Providers (three ship in-tree)

HeaderAuthProvider: local-credential path, single namespace.

Maps each Operation to one of three access levels (PUBLIC,
AUTHENTICATED, ADMIN); single source of truth in
DEFAULT_OPERATION_ACCESS.
Reuses the existing local API-key + session-cookie credential
check from auth.py, so behavior matches the previous
require_admin_key path verbatim.
Returns a normalized runtime.use scope only for
Operation.RUNTIME_TOKEN_EXCHANGE, so the exchange endpoint can
uniformly require runtime.use in principal.scopes across every
provider; there is no implicit fallback that could escalate an
upstream-supplied empty scope grant.
The no-auth flow (api_key_enabled=False) is preserved: every
operation succeeds with a non-admin Principal. Pinned by a
regression test.
Always returns DEFAULT_NAMESPACE_KEY. The namespace header lookup
branch is preserved but inert until non-binding write endpoints are
threaded.

HttpUpstreamAuthProvider: generic upstream-delegating provider.

Forwards caller credentials (X-API-Key, Authorization,
Cookie) on a POST to a configurable URL with
{operation, context?}.
Optional service-to-service token header for upstream trust.
Parses the upstream response into a Principal: namespace_key,
is_admin, caller_id, plus optional grant fields (target_type,
target_id, scopes, expires_at) so the runtime token exchange
can mint from the same response.
Maps 200 to Principal; 401 / 403 / 404 to matching error;
5xx, network errors, malformed payloads, naive (tzinfo-less)
expires_at, and partial target grants (only one of target_type
/ target_id) all fail closed (502/503).

LocalJwtVerifyProvider: hot-path runtime verifier.

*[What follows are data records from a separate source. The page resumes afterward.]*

mod common;

use build_ir::{BuildErrorKind, BuildOptions, SymbolScope};
use common::*;
use diagnostics::{DiagnosticFlags, Diagnostics};
use indoc::indoc;
use pretty_assertions::assert_eq;
use primitives::{BinaryOp, ConversionOp, IntPred};
use source_files::SourceFiles;

#[test]
fn test_round_trip() {
    let module = ast::Module {
        type_defs: vec![type_def(
            "Node",
            structure(vec![ptr(named("Node")), int(32)]),
        )],
        globals: vec![global_def(
            "head",
            ptr(named("Node")),
            Some(null(ptr(named("Node")))),
        )],
        funcs: vec![
            declare("puts", int(32), vec![ptr(int(8))]),
            func(
                "main",
                int(32),
                vec![param("argc", int(32))],
                vec![
                    block(
                        "entry",
                        vec![
                            ast::InstrKind::Binary {
                                op: BinaryOp::Add,
                                x: local("argc"),
                                y: int_value(32, 1),
                            }
                            .named("sum", here()),
                            ast::InstrKind::ICmp {
                                pred: IntPred::Sgt.to_string(),
                                x: local("sum"),
                                y: int_value(32, 10),
                            }
                            .named("big", here()),
                        ],
                        ast::TermKind::CondBr {
                            cond: local("big"),
                            true_target: label("yes"),
                            false_target: label("no"),
                        },
                    ),
                    block("yes", vec![], ret(local("sum"))),
                    block("no", vec![], ret(int_value(32, 0))),
                ],
            ),
        ],
    };

    let built = build(&module);
    assert!(built.errors.is_empty(), "{:?}", built.errors);

    assert_eq!(
        built.module.to_string(),
        indoc! {"
            %Node = type { %Node*, i32 }

            @head = global %Node* null

            declare i32 @puts(i8*)

            define i32 @main(i32 %argc) {
            entry:
              %sum = add i32 %argc, 1
              %big = icmp sgt i32 %sum, 10
              br i1 %big, label %yes, label %no

            yes:
              ret i32 %sum

            no:
              ret i32 0
            }
        "}
    );
}

#[test]
fn test_self_referential_struct() {
    let module = ast::Module {
        type_defs: vec![type_def("T", structure(vec![ptr(named("T"))]))],
        globals: vec![global_def("g", ptr(named("T")), Some(null(ptr(named("T")))))],
        funcs: vec![func(
            "f",
            void(),
            vec![],
            vec![block(
                "entry",
                vec![
                    ast::InstrKind::Alloca {
                        elem: named("T"),
                        count: None,
                    }
                    .named("p", here()),
                ],
                ret_void(),
            )],
        )],
    };

    let built = build(&module);
    assert!(built.errors.is_empty(), "{:?}", built.errors);
    assert_eq!(instr_type(&built, "f", 0), "%T*");

    let g = built.module.find_global("g").expect("global exists");
    assert_eq!(
        built.module.globals[g].ty().display(&built.module).to_string(),
        "%T**"
    );
}

#[test]
fn test_forward_references_between_globals_and_funcs() {
    let module = ast::Module {
        type_defs: vec![],
        globals: vec![
            global_def("first", ptr(ptr(int(32))), Some(global_ref(ptr(ptr(int(32))), "second"))),
            global_def("second", ptr(int(32)), Some(null(ptr(int(32))))),
        ],
        funcs: vec![
            func(
                "caller",
                void(),
                vec![],
                vec![block(
                    "entry",
                    vec![
                        ast::InstrKind::Call {
                            return_type: void(),
                            callee: global("callee"),
                            args: vec![],
                        }
                        .at(here()),
                    ],
                    ret_void(),
                )],
            ),
            func("callee", void(), vec![], vec![block("entry", vec![], ret_void())]),
        ],
    };

    let built = build(&module);
    assert!(built.errors.is_empty(), "{:?}", built.errors);

    assert_eq!(
        built.module.to_string(),
        indoc! {"
            @first = global i32** @second
            @second = global i32* null

            define void @caller() {
            entry:
              call void @callee()
              ret void
            }

            define void @callee() {
            entry:
              ret void
            }
        "}
    );
}

#[test]
fn test_duplicate_symbol() {
    let mut first = global_def("x", int(32), Some(int_const(32, 1)));
    first.source = line(1);
    let mut second = global_def("x", int(64), Some(int_const(64, 2)));
    second.source = line(2);

    let module = ast::Module {
        type_defs: vec![],
        globals: vec![first, second],
        funcs: vec![func("ok", void(), vec![], vec![block("entry", vec![], ret_void())])],
    };

    let built = build(&module);
    assert_eq!(built.errors.len(), 1);

    let error = &built.errors[0];
    assert_eq!(error.source.location.line, 2);

    match &error.kind {
        BuildErrorKind::DuplicateSymbol {
            name,
            scope,
            previous,
        } => {
            assert_eq!(name, "x");
            assert_eq!(*scope, SymbolScope::Global);
            assert_eq!(previous.location.line, 1);
        }
        kind => panic!("unexpected error {:?}", kind),
    }

    let x = built.module.find_global("x").expect("first declaration kept");
    assert_eq!(built.module.globals[x].content_type, ir::Type::Integer(32));

    let ok = built.module.find_func("ok").expect("function resolved");
    assert!(!built.module.funcs[ok].is_declaration());
}

#[test]
fn test_globals_and_funcs_share_namespace() {
    let module = ast::Module {
        type_defs: vec![],
        globals: vec![global_def("main", int(32), None)],
        funcs: vec![func("main", void(), vec![], vec![block("entry", vec![], ret_void())])],
    };

    let built = build(&module);
    assert!(matches!(
        error_kinds(&built)[..],
        [BuildErrorKind::DuplicateSymbol { .. }]
    ));
    assert!(built.module.funcs.is_empty());
}

#[test]
fn test_unknown_type() {
    let module = ast::Module {
        type_defs: vec![],
        globals: vec![
            global_def("bad", ptr(named("Missing")), None),
            global_def("good", int(8), Some(int_const(8, 0))),
        ],
        funcs: vec![],
    };

    let built = build(&module);

    assert!(matches!(
        error_kinds(&built)[..],
        [BuildErrorKind::UnknownType { name }] if name == "Missing"
    ));

    let good = built.module.find_global("good").expect("global exists");
    assert!(built.module.globals[good].init.is_some());
}

#[test]
fn test_alias_cycle() {
    let module = ast::Module {
        type_defs: vec![
            type_def("A", named("B")),
            type_def("B", named("A")),
            type_def("C", ptr(named("C"))),
        ],
        globals: vec![],
        funcs: vec![],
    };

    let built = build(&module);
    let cyclic = error_kinds(&built)
        .into_iter()
        .filter(|kind| kind.is_cyclic_type_definition())
        .count();

    assert_eq!(cyclic, 2);
    assert_eq!(built.errors.len(), 2);
}

#[test]
fn test_initializer_type_is_authoritative() {
    let module = ast::Module {
        type_defs: vec![],
        globals: vec![global_def("g", int(64), Some(int_const(32, 5)))],
        funcs: vec![],
    };

    let built = build(&module);
    assert!(matches!(
        error_kinds(&built)[..],
        [BuildErrorKind::OperandTypeMismatch { .. }]
    ));

    let g = built.module.find_global("g").expect("global exists");
    assert_eq!(built.module.globals[g].content_type, ir::Type::Integer(32));
}

#[test]
fn test_parallel_matches_sequential() {
    let funcs = (0..8)
        .map(|i| {
            let x = if i % 3 == 0 {
                local("missing")
            } else {
                local("a")
            };

            func(
                &format!("f{}", i),
                int(32),
                vec![param("a", int(32))],
                vec![block(
                    "entry",
                    vec![
                        ast::InstrKind::Binary {
                            op: BinaryOp::Mul,
                            x,
                            y: int_value(32, i),
                        }
                        .named("r", here()),
                    ],
                    ret(local("r")),
                )],
            )
        })
        .collect();

    let module = ast::Module {
        type_defs: vec![],
        globals: vec![],
        funcs,
    };

    let sequential = build(&module);
    let parallel = build_ir::build(
        &module,
        &BuildOptions {
            parallel_bodies: true,
            ..Default::default()
        },
    );

    let messages = |built: &build_ir::Built| {
        built
            .errors
            .iter()
            .map(|error| error.kind.to_string())
            .collect::<Vec<_>>()
    };

    assert_eq!(messages(&sequential).len(), 3);
    assert_eq!(messages(&sequential), messages(&parallel));
    assert_eq!(sequential.module.to_string(), parallel.module.to_string());
}

#[test]
fn test_report_into_diagnostics() {
    let module = ast::Module {
        type_defs: vec![],
        globals: vec![global_def("g", named("Nope"), None)],
        funcs: vec![],
    };

    let built = build(&module);
    let source_files = SourceFiles::new();
    let mut diagnostics = Diagnostics::new(&source_files, DiagnosticFlags::default());
    built.report(&mut diagnostics);

    assert!(built.has_errors());
    assert_eq!(diagnostics.num_errors(), 1);
}

#[test]
fn test_opaque_type() {
    let module = ast::Module {
        type_defs: vec![ast::TypeDef {
            name: "O".into(),
            def: None,
            source: here(),
        }],
        globals: vec![global_def(
            "p",
            ptr(named("O")),
            Some(null(ptr(named("O")))),
        )],
        funcs: vec![],
    };

    let built = build(&module);
    assert!(built.errors.is_empty(), "{:?}", built.errors);

    assert_eq!(
        built.module.to_string(),
        indoc! {"
            %O = type opaque

            @p = global %O* null
        "}
    );
}

fn const_expr(ty: ast::Type, expr: ast::ConstExpr) -> ast::Constant {
    ast::ConstantKind::Expr(Box::new(expr)).at(ty, here())
}

#[test]
fn test_constant_expressions() {
    let module = ast::Module {
        type_defs: vec![],
        globals: vec![
            global_def("x", int(32), Some(int_const(32, 0))),
            global_def("arr", array(2, int(32)), Some(zero(array(2, int(32))))),
            global_def(
                "addr",
                int(64),
                Some(const_expr(
                    int(64),
                    ast::ConstExpr::Conversion {
                        op: ConversionOp::PtrToInt,
                        from: global_ref(ptr(int(32)), "x"),
                        to: int(64),
                    },
                )),
            ),
            global_def(
                "second",
                ptr(int(32)),
                Some(const_expr(
                    ptr(int(32)),
                    ast::ConstExpr::GetElementPtr {
                        elem: array(2, int(32)),
                        src: global_ref(ptr(array(2, int(32))), "arr"),
                        indices: vec![int_const(64, 0), int_const(64, 1)],
                        in_bounds: true,
                    },
                )),
            ),
        ],
        funcs: vec![],
    };

    let built = build(&module);
    assert!(built.errors.is_empty(), "{:?}", built.errors);

    let content_type = |name: &str| {
        let global = built.module.find_global(name).expect("global exists");
        built.module.globals[global]
            .content_type
            .display(&built.module)
            .to_string()
    };

    assert_eq!(content_type("addr"), "i64");
    assert_eq!(content_type("second"), "i32*");
}

#[test]
fn test_aggregate_constant_checks() {
    let pair = structure(vec![int(32), int(32)]);

    let too_few_fields = ast::Module {
        type_defs: vec![],
        globals: vec![global_def(
            "s",
            pair.clone(),
            Some(ast::ConstantKind::Struct(vec![int_const(32, 1)]).at(pair, here())),
        )],
        funcs: vec![],
    };

    let built = build(&too_few_fields);
    assert!(matches!(
        error_kinds(&built)[..],
        [BuildErrorKind::InvalidConstant { .. }]
    ));

    let wrong_element = ast::Module {
        type_defs: vec![],
        globals: vec![global_def(
            "a",
            array(2, int(32)),
            Some(
                ast::ConstantKind::Array(vec![int_const(32, 1), int_const(64, 2)])
                    .at(array(2, int(32)), here()),
            ),
        )],
        funcs: vec![],
    };

    let built = build(&wrong_element);
    assert!(matches!(
        error_kinds(&built)[..],
        [BuildErrorKind::OperandTypeMismatch { .. }]
    ));
}

#[test]
fn test_content_type_follows_referenced_initializer() {
    let module = ast::Module {
        type_defs: vec![],
        globals: vec![
            global_def("a", ptr(int(32)), Some(global_ref(ptr(int(32)), "b"))),
            global_def("b", int(32), Some(int_const(64, 5))),
        ],
        funcs: vec![],
    };

    let built = build(&module);
    assert!(matches!(
        error_kinds(&built)[..],
        [BuildErrorKind::OperandTypeMismatch { .. }]
    ));

    let module = &built.module;
    let a = module.find_global("a").expect("global exists");
    let b = module.find_global("b").expect("global exists");
    assert_eq!(module.globals[b].content_type, ir::Type::Integer(64));
    assert_eq!(module.globals[a].content_type, module.globals[b].ty());
}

Reads a Bearer token from Authorization, verifies signature
against the runtime secret, checks domain == "runtime", the
issuer, expiry, and that the token's scope covers the requested
Operation.
Returns a Principal with the bound (namespace_key, target_type, target_id) so runtime endpoints inherit the namespace and target
binding without re-deriving them.
When the dependency surfaces target_type / target_id via
context_builder, the provider also enforces that they match the
token's binding; runtime endpoints get the request-target check
for free.

Runtime token shape

HS256, dedicated secret (AGENT_CONTROL_RUNTIME_TOKEN_SECRET),
issuer agent-control/server. Claims:

Claim	Purpose
`domain`	Pinned to `runtime`; tokens minted here MUST not be accepted on management endpoints.
`namespace_key`	The namespace the token authorizes within. Required for mint and verify; preserved end-to-end so a token minted for one namespace cannot be used to resolve controls in another.
`actor_id`	Caller identity surfaced from the upstream grant.
`scopes`	Granted runtime capabilities (e.g., `["runtime.use"]`). The exchange endpoint refuses to mint when `principal.scopes` does not contain `runtime.use`, including the case where the upstream's grant explicitly lists an empty scope set.
`target_type` / `target_id`	Bind the token to one target.
`iat` / `exp`	Bounded lifetime. The local TTL is capped by the upstream grant's `expires_at` so the local token can never outlive its grant.
`jti`	Random identifier; reserved for future revocation.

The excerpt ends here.